North Ambrym can be reached by a 40 minute internal flight from the capital, Port Vila followed by a 3 hour trip in a small motor boat. There is also a cargo ship which can anchor in the deep water off the reef with supplies ferried by small boat to the beach. The economy is a subsistence economy. Copra was a significant cash crop but has declined with low prices. The deep volcanic soils and high rainfall give an abundance of food with yam and taro the staples. There appears to be some trading along kinship lines with foods going to Port Vila and manufactured goods coming back to the islands, there is probably considerable trickle down effect from tourist income in Port Vila.

The evening before the supply boat is due, canoes bring local produce to the beach

Pigs and yams are ferried by small boat through the coral reef to the supply boat

It appears that primary schooling is day school but secondary school is generally boarding school. The village where I stayed, Ranmuhu, has a primary school.

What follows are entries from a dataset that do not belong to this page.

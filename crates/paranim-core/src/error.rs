/// Core error types for Paranim.
use std::fmt;

/// A specialized Result type for Paranim operations.
pub type ParanimResult<T> = Result<T, ParanimError>;

/// A single rejected configuration field.
#[derive(Debug, Clone, PartialEq)]
pub struct ConfigIssue {
    /// Name of the offending field, as it appears in `paranim.toml`.
    pub field: &'static str,
    /// Human-readable reason.
    pub message: String,
}

impl ConfigIssue {
    pub fn new(field: &'static str, message: impl Into<String>) -> Self {
        Self {
            field,
            message: message.into(),
        }
    }
}

impl fmt::Display for ConfigIssue {
    fn fmt(&self, f: &mut fmt::Formatter<'_>) -> fmt::Result {
        write!(f, "{}: {}", self.field, self.message)
    }
}

/// Top-level error type shared by every Paranim crate.
#[derive(Debug, thiserror::Error)]
pub enum ParanimError {
    #[error("invalid configuration: {}", join_issues(.0))]
    ConfigValidation(Vec<ConfigIssue>),

    #[error("config parse error: {0}")]
    ConfigParse(#[from] toml::de::Error),

    #[error("render error: {0}")]
    Render(String),

    #[error("encode error: {0}")]
    Encode(String),

    #[error("IO error: {0}")]
    Io(#[from] std::io::Error),

    #[error("serialization error: {0}")]
    Serialization(#[from] serde_json::Error),
}

impl ParanimError {
    /// Create a validation error for a single field.
    pub fn invalid(field: &'static str, message: impl Into<String>) -> Self {
        ParanimError::ConfigValidation(vec![ConfigIssue::new(field, message)])
    }

    /// Whether this error was caused by user input rather than the encoder or the system.
    pub fn is_validation(&self) -> bool {
        matches!(
            self,
            ParanimError::ConfigValidation(_) | ParanimError::ConfigParse(_)
        )
    }

    /// The individual field issues, empty for non-validation errors.
    pub fn issues(&self) -> &[ConfigIssue] {
        match self {
            ParanimError::ConfigValidation(issues) => issues,
            _ => &[],
        }
    }
}

fn join_issues(issues: &[ConfigIssue]) -> String {
    issues
        .iter()
        .map(ToString::to_string)
        .collect::<Vec<_>>()
        .join("; ")
}
use image::codecs::gif::{GifEncoder as ImageGifEncoder, Repeat};
use image::{Delay, Frame, RgbaImage};

use paranim_core::{FrameBuffer, ParanimError, ParanimResult};

use crate::sequence::{AnimationSequence, LoopMode};

/// NeuQuant sampling speed passed to the `image` GIF encoder (1 = best, 30 = fastest).
const QUANTIZER_SPEED: i32 = 10;

/// Native GIF encoder using the `image` crate.
pub struct GifEncoder;

impl GifEncoder {
    /// Encode a sequence to an animated GIF held entirely in memory.
    ///
    /// Frames are quantized and written as they are pulled from the sequence.
    /// Nothing is returned unless every frame and the trailer were written.
    pub fn encode<I>(
        sequence: &mut AnimationSequence<I>,
        loop_mode: LoopMode,
    ) -> ParanimResult<Vec<u8>>
    where
        I: Iterator<Item = FrameBuffer>,
    {
        let delay_cs = sequence.delay().gif_centiseconds();
        let (width, height) = (sequence.width(), sequence.height());

        let mut out = Vec::new();
        {
            let mut encoder = ImageGifEncoder::new_with_speed(&mut out, QUANTIZER_SPEED);

            if let Some(repeat) = gif_repeat(loop_mode) {
                encoder.set_repeat(repeat).map_err(|e| {
                    ParanimError::Encode(format!("failed to set GIF repeat: {}", e))
                })?;
            }

            for (i, frame) in sequence.by_ref().enumerate() {
                let image = RgbaImage::from_raw(width, height, frame?.data).ok_or_else(|| {
                    ParanimError::Encode(format!("invalid frame data at frame {}", i))
                })?;
                let gif_frame = Frame::from_parts(
                    image,
                    0,
                    0,
                    Delay::from_numer_denom_ms(delay_cs as u32 * 10, 1),
                );
                encoder.encode_frame(gif_frame).map_err(|e| {
                    ParanimError::Encode(format!("failed to encode GIF frame {}: {}", i, e))
                })?;
            }
            sequence.ensure_complete()?;
            // Dropping the encoder writes the GIF trailer.
        }

        tracing::info!(
            "Encoded {} frames to GIF ({}x{}, delay={}cs, {} bytes)",
            sequence.len(),
            width,
            height,
            delay_cs,
            out.len(),
        );

        Ok(out)
    }
}

/// The NETSCAPE extension counts repeats after the first play, and a file
/// without it plays once.
fn gif_repeat(loop_mode: LoopMode) -> Option<Repeat> {
    match loop_mode.plays() {
        None => Some(Repeat::Infinite),
        Some(1) => None,
        Some(plays) => Some(Repeat::Finite(plays - 1)),
    }
}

The Ranon secondary school caters to year 10, it is one hour's walk away, there are no vehicles. The nearest government year 12 school is on the island of Pentecost. There is an EU French speaking school at Topol village nearby, education is $1,000 per annum, see other post. Boarding students have to help grow their own food in the school gardens.

Kitchen, Topol school

Bread oven, Topol school

There is no mains power. The schools seem to have generators or access to generators which are run for a few hours per night. Thanks Daryl for the following:
"Perhaps the most challenging problem is power and being able to afford to purchase petrol or diesel to run the generator if the fuel is available"
There seem to be a public phone in each village. They are solar powered and have microwave links to Pentecost island.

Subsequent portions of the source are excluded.